Book #2: The Mathematics of Poker - Bill Chen and Jerrod Ankenman

The Poker Book Club continued in February taking on a seminal work in the game - a tough one, the legendary The Mathematics of Poker by Bill Chen (pictured above) and Jerrod Ankenman.

And it was… a failure. None of us finished the book, however we learned a lot along the way.

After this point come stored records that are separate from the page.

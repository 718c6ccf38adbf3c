//! Users Entity Module
//!
//! 사용자 도메인의 핵심 엔티티를 정의하는 모듈입니다.
//!
//! # 주요 구성 요소
//!
//! ### User Entity
//! - **원자적 생성**: 이름, 나이, CPF 중 하나라도 실패하면 `User`는 만들어지지 않음
//! - **불변성**: 생성 이후 수정 메서드 없음
//! - **CPF 소유**: 검증된 [`Cpf`](crate::domain::value_objects::Cpf)를 단독으로 보유
//!
//! # 사용 예제
//!
//! ```rust,ignore
//! use crate::domain::entities::users::User;
//!
//! let user = User::create("Maria", 25, "987.654.321-00")?;
//! println!("{} ({})", user.name(), user.cpf());
//! ```

pub mod user;

pub use user::User;
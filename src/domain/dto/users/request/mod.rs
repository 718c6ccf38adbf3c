//! # 사용자 관련 요청 DTO 모듈
//!
//! 사용자 도메인과 관련된 HTTP 요청 데이터 전송 객체(DTO)들을 정의합니다.
//! Spring Boot의 `@RequestBody`와 유사한 역할을 하며, 클라이언트로부터 받은 JSON 데이터를
//! 구조화된 Rust 타입으로 변환합니다.
//!
//! ## 사용 패턴
//!
//! ```rust,ignore
//! use actix_web::{web, HttpResponse};
//! use crate::domain::dto::users::request::CreateUserRequest;
//!
//! #[actix_web::post("")]
//! async fn create_user(
//!     service: web::Data<UserService>,
//!     req: web::Json<CreateUserRequest>,
//! ) -> AppResult<HttpResponse> {
//!     let response = service.create_user(req.into_inner())?;
//!     Ok(HttpResponse::Ok().json(response))
//! }
//! ```
//!
//! ## 검증 계층
//!
//! 1. **구문 검증**: JSON 구조와 타입 일치성 (실패 시 400 `Invalid request body`)
//! 2. **도메인 검증**: 이름, 나이, CPF 규칙 (`User::create`)

pub mod create_user;

pub use create_user::CreateUserRequest;
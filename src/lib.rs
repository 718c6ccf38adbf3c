//! CPF 사용자 서비스 백엔드
//!
//! 브라질 납세자 번호(CPF)를 검증, 정규화하고 검증된 필드로
//! 사용자(User) 엔티티를 생성하는 Rust 기반 서비스입니다.
//!
//! # Features
//!
//! - **CPF 검증**: 구분 기호 제거, 길이 확인, 반복 숫자 거부, mod 11 검증 숫자 2개 확인
//! - **CPF 포맷팅**: 정규형 `12345678909` ↔ 표시형 `123.456.789-09`
//! - **사용자 생성**: 이름 → 나이 → CPF 순서의 fail-fast 검증
//! - **무상태**: 저장소 없음, 요청마다 값만 생성
//!
//! # Architecture
//!
//! ```text
//! ┌─────────────────┐
//! │   HTTP Routes   │ ← REST API 엔드포인트
//! └─────────────────┘
//!          │
//!          ▼
//! ┌─────────────────┐
//! │    Handlers     │ ← 요청/응답 처리, 에러 → HTTP 상태 코드
//! └─────────────────┘
//!          │
//!          ▼
//! ┌─────────────────┐
//! │    Services     │ ← 생성 오케스트레이션 (순수)
//! └─────────────────┘
//!          │
//!          ▼
//! ┌─────────────────┐
//! │     Domain      │ ← User 엔티티, Cpf 값 객체
//! └─────────────────┘
//! ```
//!
//! # Examples
//!
//! ```rust,ignore
//! use cpf_user_service::services::users::UserService;
//!
//! let service = UserService::new();
//! let user = service.create("Maria", 25, "987.654.321-00")?;
//! assert_eq!(user.cpf, "987.654.321-00");
//! ```

pub mod core;
pub mod config;
pub mod domain;
pub mod services;
pub mod utils;
pub mod routes;
pub mod handlers;
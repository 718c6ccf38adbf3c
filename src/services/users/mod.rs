//! 사용자 서비스 모듈
//!
//! 사용자 생성과 관련된 비즈니스 로직을 담당하는 서비스를 제공합니다.
//!
//! # Features
//!
//! - 이름, 나이, CPF 검증을 거친 사용자 생성
//! - 엔티티 → 응답 DTO 투영 (CPF 포맷팅)
//!
//! # Examples
//!
//! ```rust,ignore
//! use crate::services::users::UserService;
//! use crate::domain::dto::users::request::CreateUserRequest;
//!
//! let user_service = UserService::new();
//! let request = CreateUserRequest::new("Maria", 25, "987.654.321-00");
//! let response = user_service.create_user(request)?;
//! ```

pub mod user_service;

pub use user_service::UserService;
//! User Entity Implementation
//!
//! 사용자 엔티티의 핵심 구현체입니다.
//! 생성 시점에 모든 필드 규칙을 검증하며, 생성 이후에는 변경할 수 없습니다.

use uuid::Uuid;

use crate::core::errors::{ValidationError, ValidationKind};
use crate::domain::value_objects::Cpf;
use crate::utils::string_utils::is_valid_string;

/// 사용자 엔티티
///
/// `User::create`가 유일한 생성 경로입니다. 필드가 비공개이므로
/// 유효하지 않은 상태의 `User`는 존재할 수 없습니다.
#[derive(Debug, Clone, PartialEq, Eq)]
pub struct User {
    /// 생성 시 발급되는 고유 ID (UUID v4)
    id: Uuid,
    /// 사용자 이름 (비어 있거나 공백뿐일 수 없음)
    name: String,
    /// 나이 (0 이상)
    age: u32,
    /// 검증된 CPF
    cpf: Cpf,
}

impl User {
    /// 새 사용자 생성
    ///
    /// 이름 → 나이 → CPF 순서로 검증하며, 처음 실패한 규칙의 에러를 반환합니다.
    /// CPF 에러는 [`Cpf::new`]가 반환한 그대로 전달됩니다.
    ///
    /// # 에러
    ///
    /// * `ValidationKind::NameRequired` - 이름이 비어 있거나 공백뿐
    /// * `ValidationKind::AgeNegative` - 나이가 음수
    /// * `Cpf::new`의 모든 에러
    ///
    /// # 예제
    ///
    /// ```rust,ignore
    /// let user = User::create("Maria", 25, "987.654.321-00")?;
    /// assert_eq!(user.cpf().formatted(), "987.654.321-00");
    /// ```
    pub fn create(name: &str, age: i32, cpf: &str) -> Result<Self, ValidationError> {
        if !is_valid_string(name) {
            return Err(ValidationError::new(ValidationKind::NameRequired));
        }

        let age = u32::try_from(age).map_err(|_| ValidationError::new(ValidationKind::AgeNegative))?;

        let cpf = Cpf::new(cpf)?;

        Ok(Self {
            id: Uuid::new_v4(),
            name: name.to_string(),
            age,
            cpf,
        })
    }

    pub fn id(&self) -> Uuid {
        self.id
    }

    pub fn name(&self) -> &str {
        &self.name
    }

    pub fn age(&self) -> u32 {
        self.age
    }

    pub fn cpf(&self) -> &Cpf {
        &self.cpf
    }
}
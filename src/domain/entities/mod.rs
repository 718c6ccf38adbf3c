//! # Domain Entities Module
//!
//! 비즈니스 도메인의 핵심 엔티티들을 정의합니다.
//!
//! ## 엔티티 설계 원칙
//!
//! ### 1. 생성자에서 검증
//! ```rust,ignore
//! impl User {
//!     pub fn create(name: &str, age: i32, cpf: &str) -> Result<Self, ValidationError> {
//!         // 이름 → 나이 → CPF 순으로 검증, 첫 실패에서 중단
//!     }
//! }
//! ```
//!
//! ### 2. 타입 안전성
//! ```rust,ignore
//! // 원시 문자열 대신 검증된 도메인 타입 사용
//! pub struct User {
//!     id: Uuid,
//!     name: String,
//!     age: u32,   // 음수 불가
//!     cpf: Cpf,   // 검증 숫자까지 확인됨
//! }
//! ```
//!
//! ### 3. 영속성 없음
//! 엔티티는 요청마다 생성되어 응답 DTO로 변환된 뒤 버려집니다.
//! 저장소 계층은 존재하지 않습니다.
//!
//! ## 모듈 구조
//!
//! ```text
//! entities/
//! ├── mod.rs          ← 이 파일
//! └── users/
//!     ├── mod.rs
//!     └── user.rs     ← User 엔티티
//! ```

pub mod users;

I think this experience can be considered an inspectual read for those of us that attempted it. That’s one of the four types of reading that is outlined by Mortimer J. Adler in his classic How to Read a Book. We got the lay of the land for this book and know where to go when we dive back in, we know what will be required of us

So, what was our problem? I think it’s twofold:

1. The schedule of setting out to complete this book in one month was far too fast. Even allocating an hour a day, it’s not enough time to really grasp what you need to unless you have a mathematics background. The next time I give it a go, it will be at a pace of one chapter per week! This makes it much more doable to fully grasp and practice each section.

2. The subject matter is difficult, and builds off of itself. So, if you do not fully understand one chapter, you will start tripping up even more later on. The book will even reference some past formulas from other chapters periodically. So, you need to know your stuff well! Check out this sample image of one typical half page:

Making optimal poker decisions

What’s the book about? Well, it’s obviously about mathematics. The main structure of TheMathematics of Poker is looking at toy games to learn things about the structure of different poker-like games, trying to understand some of the engine that drives optimal poker decisions.

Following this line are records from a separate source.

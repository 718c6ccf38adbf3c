//! CPF 값 객체
//!
//! 브라질 납세자 번호(CPF)를 파싱, 검증, 정규화합니다.
//!
//! ## 검증 알고리즘
//!
//! 1. 숫자가 아닌 문자를 모두 제거합니다 (`123.456.789-09` → `12345678909`)
//! 2. 비어 있으면 `empty`, 11자리가 아니면 `wrong-length`
//! 3. 11자리가 모두 같은 숫자면 `invalid`
//! 4. 첫 번째 검증 숫자: 앞 9자리에 가중치 10..2를 곱해 더한 뒤 mod 11
//! 5. 두 번째 검증 숫자: 앞 10자리에 가중치 11..2를 곱해 더한 뒤 mod 11
//!
//! 나머지가 2 미만이면 검증 숫자는 0, 아니면 `11 - 나머지`입니다.

use std::fmt;
use std::str::FromStr;

use serde::{Deserialize, Serialize};

use crate::core::errors::{ValidationError, ValidationKind};
use crate::utils::string_utils::{digits_only, is_valid_string};

/// CPF 숫자 개수
pub const CPF_LENGTH: usize = 11;

/// 검증된 CPF
///
/// 생성에 성공했다면 항상 11자리 정규형(구분 기호 없음)을 보관하며,
/// 두 검증 숫자가 앞자리와 일치함이 보장됩니다.
///
/// JSON에서는 정규형 문자열로 직렬화되고, 역직렬화 시 검증을 다시 거칩니다.
#[derive(Debug, Clone, PartialEq, Eq, Hash, Serialize, Deserialize)]
#[serde(try_from = "String", into = "String")]
pub struct Cpf(String);

impl Cpf {
    /// 임의의 입력 문자열에서 CPF를 생성합니다.
    ///
    /// 구두점과 공백이 섞인 입력도 허용합니다.
    ///
    /// # 에러
    ///
    /// * `ValidationKind::Empty` - 숫자가 하나도 없음
    /// * `ValidationKind::WrongLength` - 숫자가 11개가 아님
    /// * `ValidationKind::Invalid` - 반복 숫자이거나 검증 숫자 불일치
    ///
    /// # 예제
    ///
    /// ```rust,ignore
    /// let cpf = Cpf::new("123.456.789-09")?;
    /// assert_eq!(cpf.as_str(), "12345678909");
    /// assert_eq!(cpf.formatted(), "123.456.789-09");
    /// ```
    pub fn new(raw: &str) -> Result<Self, ValidationError> {
        let digits = digits_only(raw);

        if !is_valid_string(&digits) {
            return Err(ValidationError::new(ValidationKind::Empty));
        }

        if digits.len() != CPF_LENGTH {
            return Err(ValidationError::new(ValidationKind::WrongLength));
        }

        let numbers: Vec<u32> = digits.bytes().map(|b| u32::from(b - b'0')).collect();

        if numbers.iter().all(|&n| n == numbers[0]) {
            return Err(ValidationError::new(ValidationKind::Invalid));
        }

        if check_digit(&numbers[..9]) != numbers[9] {
            return Err(ValidationError::new(ValidationKind::Invalid));
        }

        if check_digit(&numbers[..10]) != numbers[10] {
            return Err(ValidationError::new(ValidationKind::Invalid));
        }

        Ok(Self(digits))
    }

    /// 값이 없을 수 있는 입력에서 CPF를 생성합니다. `None`은 빈 문자열로 취급합니다.
    pub fn from_optional(raw: Option<&str>) -> Result<Self, ValidationError> {
        Self::new(raw.unwrap_or_default())
    }

    /// 정규형 11자리 문자열
    pub fn as_str(&self) -> &str {
        &self.0
    }

    /// `DDD.DDD.DDD-DD` 형식의 표시용 문자열
    pub fn formatted(&self) -> String {
        let d = &self.0;
        format!("{}.{}.{}-{}", &d[..3], &d[3..6], &d[6..9], &d[9..])
    }

    pub fn into_inner(self) -> String {
        self.0
    }
}

/// 가중합 mod 11 검증 숫자
///
/// 가중치는 `prefix.len() + 1`부터 2까지 내려갑니다.
fn check_digit(prefix: &[u32]) -> u32 {
    let top = prefix.len() as u32 + 1;
    let sum: u32 = prefix
        .iter()
        .zip((2..=top).rev())
        .map(|(digit, weight)| digit * weight)
        .sum();

    let rest = sum % 11;
    if rest < 2 { 0 } else { 11 - rest }
}

impl fmt::Display for Cpf {
    fn fmt(&self, f: &mut fmt::Formatter<'_>) -> fmt::Result {
        f.write_str(&self.formatted())
    }
}

impl FromStr for Cpf {
    type Err = ValidationError;

    fn from_str(s: &str) -> Result<Self, Self::Err> {
        Self::new(s)
    }
}

impl TryFrom<String> for Cpf {
    type Error = ValidationError;

    fn try_from(value: String) -> Result<Self, Self::Error> {
        Self::new(&value)
    }
}

impl From<Cpf> for String {
    fn from(cpf: Cpf) -> Self {
        cpf.into_inner()
    }
}

#[cfg(test)]
mod tests {
    use super::*;

    fn kind_of(raw: &str) -> ValidationKind {
        Cpf::new(raw).unwrap_err().kind()
    }

    #[test]
    fn test_valid_cpf_in_any_representation() {
        for raw in ["12345678909", "123.456.789-09", "123 456 789 09"] {
            let cpf = Cpf::new(raw).unwrap();
            assert_eq!(cpf.as_str(), "12345678909");
            assert_eq!(cpf.formatted(), "123.456.789-09");
        }
    }

    #[test]
    fn test_representations_share_canonical_value() {
        let plain = Cpf::new("12345678909").unwrap();
        let dotted = Cpf::new("123.456.789-09").unwrap();
        let spaced = Cpf::new("123 456 789 09").unwrap();

        assert_eq!(plain, dotted);
        assert_eq!(plain, spaced);
    }

    #[test]
    fn test_check_digits_with_zero_rule() {
        // 두 검증 숫자 모두 나머지 < 2 규칙으로 0
        let cpf = Cpf::new("98765432100").unwrap();
        assert_eq!(cpf.formatted(), "987.654.321-00");
    }

    #[test]
    fn test_check_digits_with_subtraction_rule() {
        // 두 검증 숫자 모두 11 - 나머지 규칙
        let cpf = Cpf::new("529.982.247-25").unwrap();
        assert_eq!(cpf.as_str(), "52998224725");
    }

    #[test]
    fn test_empty_input() {
        assert_eq!(kind_of(""), ValidationKind::Empty);
        assert_eq!(kind_of("   "), ValidationKind::Empty);
        assert_eq!(kind_of("abc.-/"), ValidationKind::Empty);
        assert_eq!(
            Cpf::from_optional(None).unwrap_err().kind(),
            ValidationKind::Empty
        );
    }

    #[test]
    fn test_wrong_length() {
        assert_eq!(kind_of("123456789"), ValidationKind::WrongLength);
        assert_eq!(kind_of("123456789012"), ValidationKind::WrongLength);
        assert_eq!(kind_of("1"), ValidationKind::WrongLength);
        assert_eq!(kind_of("123.456.789-0"), ValidationKind::WrongLength);
    }

    #[test]
    fn test_repeated_digits_are_invalid() {
        for d in '0'..='9' {
            let raw: String = std::iter::repeat(d).take(CPF_LENGTH).collect();
            assert_eq!(kind_of(&raw), ValidationKind::Invalid, "{raw}");
        }
    }

    #[test]
    fn test_wrong_check_digits() {
        assert_eq!(kind_of("12345678901"), ValidationKind::Invalid);
        assert_eq!(kind_of("12345678900"), ValidationKind::Invalid);
        // 첫 번째 검증 숫자만 틀림
        assert_eq!(kind_of("12345678919"), ValidationKind::Invalid);
    }

    #[test]
    fn test_display_is_formatted() {
        let cpf: Cpf = "12345678909".parse().unwrap();
        assert_eq!(cpf.to_string(), "123.456.789-09");
    }

    #[test]
    fn test_serde_uses_canonical_form() {
        let cpf = Cpf::new("123.456.789-09").unwrap();
        assert_eq!(serde_json::to_string(&cpf).unwrap(), "\"12345678909\"");

        let parsed: Cpf = serde_json::from_str("\"987.654.321-00\"").unwrap();
        assert_eq!(parsed.as_str(), "98765432100");

        assert!(serde_json::from_str::<Cpf>("\"11111111111\"").is_err());
    }
}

For example, let's say we have a range of hands made up of 50% nuts and 50% bluffs. Our opponent has only hands that can beat bluffs, aka bluffcatchers. Our toy game is on the river. We can decide to bet or check closing the action. We have 100 chips left and our opponent has 100 chips left with 100 chips left in the middle. What is the optimal strategy?

This is the sort of thing we spend time learning how to do in the book. Determine our optimal bet size and bluff-to-value ratio in these simplified scenarios. It’s not something we can do on pen and paper while we play, but through understanding how to come to an optimal conclusion at home, we will strengthen our operating understanding of the game and perhaps do some things better than the other people we are playing against.

Who is this book for?

Do I recommend this book? If you are a poker professional or lifer, yeah. It’s challenging and is a bit of a kick in the face to try to read because if you are anything like me, you have a hodgepodge of mathematics mixed with pragmatic rules of thumb and experience, all jumbled together to create a general skillset. So, it’s embarrassing to get stuck on some of this pure mathematics, but I think it’s worth it to learn. I am committed to it myself. It’s what we do! We should probably know!

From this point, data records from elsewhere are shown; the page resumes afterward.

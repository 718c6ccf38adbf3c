//! 공통 유틸리티 함수 모듈
//!
//! 애플리케이션 전체에서 사용되는 공통 유틸리티 함수들을 제공합니다.
//!
//! # Modules
//!
//! - [`string_utils`] - 문자열 검증, 숫자 추출 유틸리티
//!
//! # Examples
//!
//! ```rust,ignore
//! use crate::utils::string_utils::{digits_only, is_valid_string};
//!
//! assert!(is_valid_string("Maria"));
//! assert_eq!(digits_only("987.654.321-00"), "98765432100");
//! ```

pub mod string_utils;
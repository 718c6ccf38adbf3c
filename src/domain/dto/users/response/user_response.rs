use serde::{Deserialize, Serialize};
use uuid::Uuid;

use crate::domain::entities::users::User;

/// 사용자 응답 DTO
///
/// `cpf`는 항상 `DDD.DDD.DDD-DD` 표시 형식입니다.
#[derive(Debug, Clone, PartialEq, Eq, Serialize, Deserialize)]
pub struct UserResponse {
    pub id: Uuid,
    pub name: String,
    pub age: u32,
    pub cpf: String,
}

impl From<&User> for UserResponse {
    fn from(user: &User) -> Self {
        Self {
            id: user.id(),
            name: user.name().to_string(),
            age: user.age(),
            cpf: user.cpf().formatted(),
        }
    }
}

impl From<User> for UserResponse {
    fn from(user: User) -> Self {
        Self::from(&user)
    }
}
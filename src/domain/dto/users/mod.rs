//! # User DTOs Module
//!
//! 사용자 생성 API의 요청/응답 계약을 정의합니다.
//!
//! ## 데이터 흐름
//!
//! ```text
//! JSON 요청 ──▶ CreateUserRequest ──▶ User::create ──▶ UserResponse ──▶ JSON 응답
//!               (형태만 검사)          (도메인 검증)     (CPF 포맷팅)
//! ```
//!
//! ## 구조
//!
//! ```text
//! users/
//! ├── request/
//! │   └── create_user.rs    - CreateUserRequest
//! └── response/
//!     └── user_response.rs  - UserResponse
//! ```

pub mod request;
pub mod response;

pub use request::*;
pub use response::*;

If you are a beginner to the game, don't try this one unless you are a mathematics person naturally.

And everyone in between, it’s a maybe read. Probably start with some of the other mathematics texts we are taking on this year like Applications of No Limit Hold'em by MatthewJanda, or GTO Poker Simplified by Dara O’Kearney and BarryCarter. I think that will be a better way to get the lay of the land.

I want to offer a big thanks to Jerrod Ankenman, one of the authors, who actually hung out in the Discord during this group read. He was always there to help answer questions whenever they came up. That’s super cool of him, thank you! And if anyone wants to join me on my second much slower attempt through this book, let me know.

Next up, The Truth Detective by Alex O'Brien.